What to do: Beneath this task is a listing; retype all of it exactly.

Supplied records:
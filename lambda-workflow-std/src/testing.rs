//! Testing utilities for lambda-workflow.
//!
//! This module provides utilities to make testing actions, handlers and
//! whole workflows easier.
//!
//! # Features
//!
//! - [`TypeMapInjector`]: An in-memory injector for handlers resolving dependencies
//! - [`CallLog`]: A shared, ordered record of calls
//! - [`RecordingAction`]: An action that writes its label into a [`CallLog`]
//! - [`FailingAction`]: An action that always fails

use lambda_workflow_core::{
    Action, BoxError, Context, Dependency, Injector, ResolveError,
};
use std::{
    any::{Any, TypeId},
    collections::HashMap,
    sync::{
        Arc, Mutex, MutexGuard, PoisonError,
        atomic::{AtomicUsize, Ordering},
    },
};

// ============================================================================
// Type Map Injector
// ============================================================================

/// An injector backed by two maps, one keyed by type and one by name.
///
/// Cloning is cheap and clones share the provided values, so a configured
/// injector can serve as the template of a bootstrap.
///
/// # Example
///
/// ```rust,ignore
/// let injector = TypeMapInjector::new()
///     .provide(CarRepository::in_memory())
///     .provide_named("table", "cars".to_string());
///
/// let workflow = ProxyWorkflow::builder()
///     .set_bootstrap(bootstrap(move || injector.clone()))
///     .add_get_handler("/car/{id}", get_car)
///     .build()?;
/// ```
#[derive(Clone, Default)]
pub struct TypeMapInjector {
    by_type: HashMap<TypeId, Dependency>,
    by_name: HashMap<String, Dependency>,
}

impl TypeMapInjector {
    /// Create an empty injector.
    pub fn new() -> Self {
        Self::default()
    }

    /// Provide `value`, resolvable by its type.
    pub fn provide<T: Any + Send + Sync>(mut self, value: T) -> Self {
        self.by_type.insert(TypeId::of::<T>(), Arc::new(value));
        self
    }

    /// Provide `value`, resolvable by `name`.
    pub fn provide_named<T: Any + Send + Sync>(mut self, name: impl Into<String>, value: T) -> Self {
        self.by_name.insert(name.into(), Arc::new(value));
        self
    }

    /// Number of provided values.
    pub fn len(&self) -> usize {
        self.by_type.len() + self.by_name.len()
    }

    /// Check if nothing was provided.
    pub fn is_empty(&self) -> bool {
        self.by_type.is_empty() && self.by_name.is_empty()
    }
}

impl Injector for TypeMapInjector {
    fn resolve_type(
        &self,
        type_id: TypeId,
        type_name: &'static str,
    ) -> Result<Dependency, ResolveError> {
        self.by_type
            .get(&type_id)
            .cloned()
            .ok_or(ResolveError::NotRegistered(type_name))
    }

    fn resolve_name(&self, name: &str) -> Result<Dependency, ResolveError> {
        self.by_name
            .get(name)
            .cloned()
            .ok_or_else(|| ResolveError::NameNotRegistered(name.to_string()))
    }
}

// ============================================================================
// Call Log
// ============================================================================

/// A shared, ordered record of calls.
///
/// Actions and handlers write labels into the same log, so tests can assert
/// the order in which a workflow ran them.
///
/// # Example
///
/// ```rust,ignore
/// let log = CallLog::new();
/// let handler_log = log.clone();
///
/// let workflow = ProxyWorkflow::builder()
///     .add_pre_action(log.action("pre"))
///     .add_get_handler("/", move |_: &mut Context| handler_log.record("handler"))
///     .build()?;
///
/// workflow.handle(request)?;
/// assert_eq!(log.entries(), ["pre", "handler"]);
/// ```
#[derive(Clone, Default)]
pub struct CallLog {
    entries: Arc<Mutex<Vec<String>>>,
}

impl CallLog {
    /// Create an empty log.
    pub fn new() -> Self {
        Self::default()
    }

    fn lock(&self) -> MutexGuard<'_, Vec<String>> {
        self.entries.lock().unwrap_or_else(PoisonError::into_inner)
    }

    /// Append `label`.
    pub fn record(&self, label: impl Into<String>) {
        self.lock().push(label.into());
    }

    /// A [`RecordingAction`] writing `label` into this log.
    pub fn action(&self, label: impl Into<String>) -> RecordingAction {
        RecordingAction {
            label: label.into(),
            log: self.clone(),
        }
    }

    /// Get a clone of the recorded labels.
    pub fn entries(&self) -> Vec<String> {
        self.lock().clone()
    }

    /// Get the number of recorded labels.
    pub fn count(&self) -> usize {
        self.lock().len()
    }

    /// Concatenate the recorded labels.
    pub fn joined(&self) -> String {
        self.lock().concat()
    }

    /// Clear all recorded labels.
    pub fn clear(&self) {
        self.lock().clear();
    }
}

// ============================================================================
// Recording Action
// ============================================================================

/// An action that records its label every time it runs.
pub struct RecordingAction {
    label: String,
    log: CallLog,
}

impl RecordingAction {
    /// Create an action recording `label` into a fresh log.
    pub fn new(label: impl Into<String>) -> Self {
        CallLog::new().action(label)
    }

    /// The log this action writes into.
    pub fn log(&self) -> &CallLog {
        &self.log
    }

    /// Number of times the action ran.
    pub fn count(&self) -> usize {
        self.log.lock().iter().filter(|l| **l == self.label).count()
    }
}

impl Action for RecordingAction {
    fn run(&self, _ctx: &mut Context) -> Result<(), BoxError> {
        self.log.record(self.label.clone());
        Ok(())
    }
}

// ============================================================================
// Failing Action
// ============================================================================

/// An action that always fails with the same message.
#[derive(Clone)]
pub struct FailingAction {
    message: String,
    calls: Arc<AtomicUsize>,
}

impl FailingAction {
    /// Create an action failing with `message`.
    pub fn new(message: impl Into<String>) -> Self {
        Self {
            message: message.into(),
            calls: Arc::new(AtomicUsize::new(0)),
        }
    }

    /// Number of times the action ran, shared between clones.
    pub fn call_count(&self) -> usize {
        self.calls.load(Ordering::SeqCst)
    }
}

impl Action for FailingAction {
    fn run(&self, _ctx: &mut Context) -> Result<(), BoxError> {
        self.calls.fetch_add(1, Ordering::SeqCst);
        Err(self.message.clone().into())
    }
}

The answer:
filename lambda-workflow-std/src/testing.rs
//! Testing utilities for lambda-workflow.
//!
//! This module provides utilities to make testing actions, handlers and
//! whole workflows easier.
//!
//! # Features
//!
//! - [`TypeMapInjector`]: An in-memory injector for handlers resolving dependencies
//! - [`CallLog`]: A shared, ordered record of calls
//! - [`RecordingAction`]: An action that writes its label into a [`CallLog`]
//! - [`FailingAction`]: An action that always fails

use lambda_workflow_core::{
    Action, BoxError, Context, Dependency, Injector, ResolveError,
};
use std::{
    any::{Any, TypeId},
    collections::HashMap,
    sync::{
        Arc, Mutex, MutexGuard, PoisonError,
        atomic::{AtomicUsize, Ordering},
    },
};

// ============================================================================
// Type Map Injector
// ============================================================================

/// An injector backed by two maps, one keyed by type and one by name.
///
/// Cloning is cheap and clones share the provided values, so a configured
/// injector can serve as the template of a bootstrap.
///
/// # Example
///
/// ```rust,ignore
/// let injector = TypeMapInjector::new()
///     .provide(CarRepository::in_memory())
///     .provide_named("table", "cars".to_string());
///
/// let workflow = ProxyWorkflow::builder()
///     .set_bootstrap(bootstrap(move || injector.clone()))
///     .add_get_handler("/car/{id}", get_car)
///     .build()?;
/// ```
#[derive(Clone, Default)]
pub struct TypeMapInjector {
    by_type: HashMap<TypeId, Dependency>,
    by_name: HashMap<String, Dependency>,
}

impl TypeMapInjector {
    /// Create an empty injector.
    pub fn new() -> Self {
        Self::default()
    }

    /// Provide `value`, resolvable by its type.
    pub fn provide<T: Any + Send + Sync>(mut self, value: T) -> Self {
        self.by_type.insert(TypeId::of::<T>(), Arc::new(value));
        self
    }

    /// Provide `value`, resolvable by `name`.
    pub fn provide_named<T: Any + Send + Sync>(mut self, name: impl Into<String>, value: T) -> Self {
        self.by_name.insert(name.into(), Arc::new(value));
        self
    }

    /// Number of provided values.
    pub fn len(&self) -> usize {
        self.by_type.len() + self.by_name.len()
    }

    /// Check if nothing was provided.
    pub fn is_empty(&self) -> bool {
        self.by_type.is_empty() && self.by_name.is_empty()
    }
}

impl Injector for TypeMapInjector {
    fn resolve_type(
        &self,
        type_id: TypeId,
        type_name: &'static str,
    ) -> Result<Dependency, ResolveError> {
        self.by_type
            .get(&type_id)
            .cloned()
            .ok_or(ResolveError::NotRegistered(type_name))
    }

    fn resolve_name(&self, name: &str) -> Result<Dependency, ResolveError> {
        self.by_name
            .get(name)
            .cloned()
            .ok_or_else(|| ResolveError::NameNotRegistered(name.to_string()))
    }
}

// ============================================================================
// Call Log
// ============================================================================

/// A shared, ordered record of calls.
///
/// Actions and handlers write labels into the same log, so tests can assert
/// the order in which a workflow ran them.
///
/// # Example
///
/// ```rust,ignore
/// let log = CallLog::new();
/// let handler_log = log.clone();
///
/// let workflow = ProxyWorkflow::builder()
///     .add_pre_action(log.action("pre"))
///     .add_get_handler("/", move |_: &mut Context| handler_log.record("handler"))
///     .build()?;
///
/// workflow.handle(request)?;
/// assert_eq!(log.entries(), ["pre", "handler"]);
/// ```
#[derive(Clone, Default)]
pub struct CallLog {
    entries: Arc<Mutex<Vec<String>>>,
}

impl CallLog {
    /// Create an empty log.
    pub fn new() -> Self {
        Self::default()
    }

    fn lock(&self) -> MutexGuard<'_, Vec<String>> {
        self.entries.lock().unwrap_or_else(PoisonError::into_inner)
    }

    /// Append `label`.
    pub fn record(&self, label: impl Into<String>) {
        self.lock().push(label.into());
    }

    /// A [`RecordingAction`] writing `label` into this log.
    pub fn action(&self, label: impl Into<String>) -> RecordingAction {
        RecordingAction {
            label: label.into(),
            log: self.clone(),
        }
    }

    /// Get a clone of the recorded labels.
    pub fn entries(&self) -> Vec<String> {
        self.lock().clone()
    }

    /// Get the number of recorded labels.
    pub fn count(&self) -> usize {
        self.lock().len()
    }

    /// Concatenate the recorded labels.
    pub fn joined(&self) -> String {
        self.lock().concat()
    }

    /// Clear all recorded labels.
    pub fn clear(&self) {
        self.lock().clear();
    }
}

// ============================================================================
// Recording Action
// ============================================================================

/// An action that records its label every time it runs.
pub struct RecordingAction {
    label: String,
    log: CallLog,
}

impl RecordingAction {
    /// Create an action recording `label` into a fresh log.
    pub fn new(label: impl Into<String>) -> Self {
        CallLog::new().action(label)
    }

    /// The log this action writes into.
    pub fn log(&self) -> &CallLog {
        &self.log
    }

    /// Number of times the action ran.
    pub fn count(&self) -> usize {
        self.log.lock().iter().filter(|l| **l == self.label).count()
    }
}

impl Action for RecordingAction {
    fn run(&self, _ctx: &mut Context) -> Result<(), BoxError> {
        self.log.record(self.label.clone());
        Ok(())
    }
}

// ============================================================================
// Failing Action
// ============================================================================

/// An action that always fails with the same message.
#[derive(Clone)]
pub struct FailingAction {
    message: String,
    calls: Arc<AtomicUsize>,
}

impl FailingAction {
    /// Create an action failing with `message`.
    pub fn new(message: impl Into<String>) -> Self {
        Self {
            message: message.into(),
            calls: Arc::new(AtomicUsize::new(0)),
        }
    }

    /// Number of times the action ran, shared between clones.
    pub fn call_count(&self) -> usize {
        self.calls.load(Ordering::SeqCst)
    }
}

impl Action for FailingAction {
    fn run(&self, _ctx: &mut Context) -> Result<(), BoxError> {
        self.calls.fetch_add(1, Ordering::SeqCst);
        Err(self.message.clone().into())
    }
}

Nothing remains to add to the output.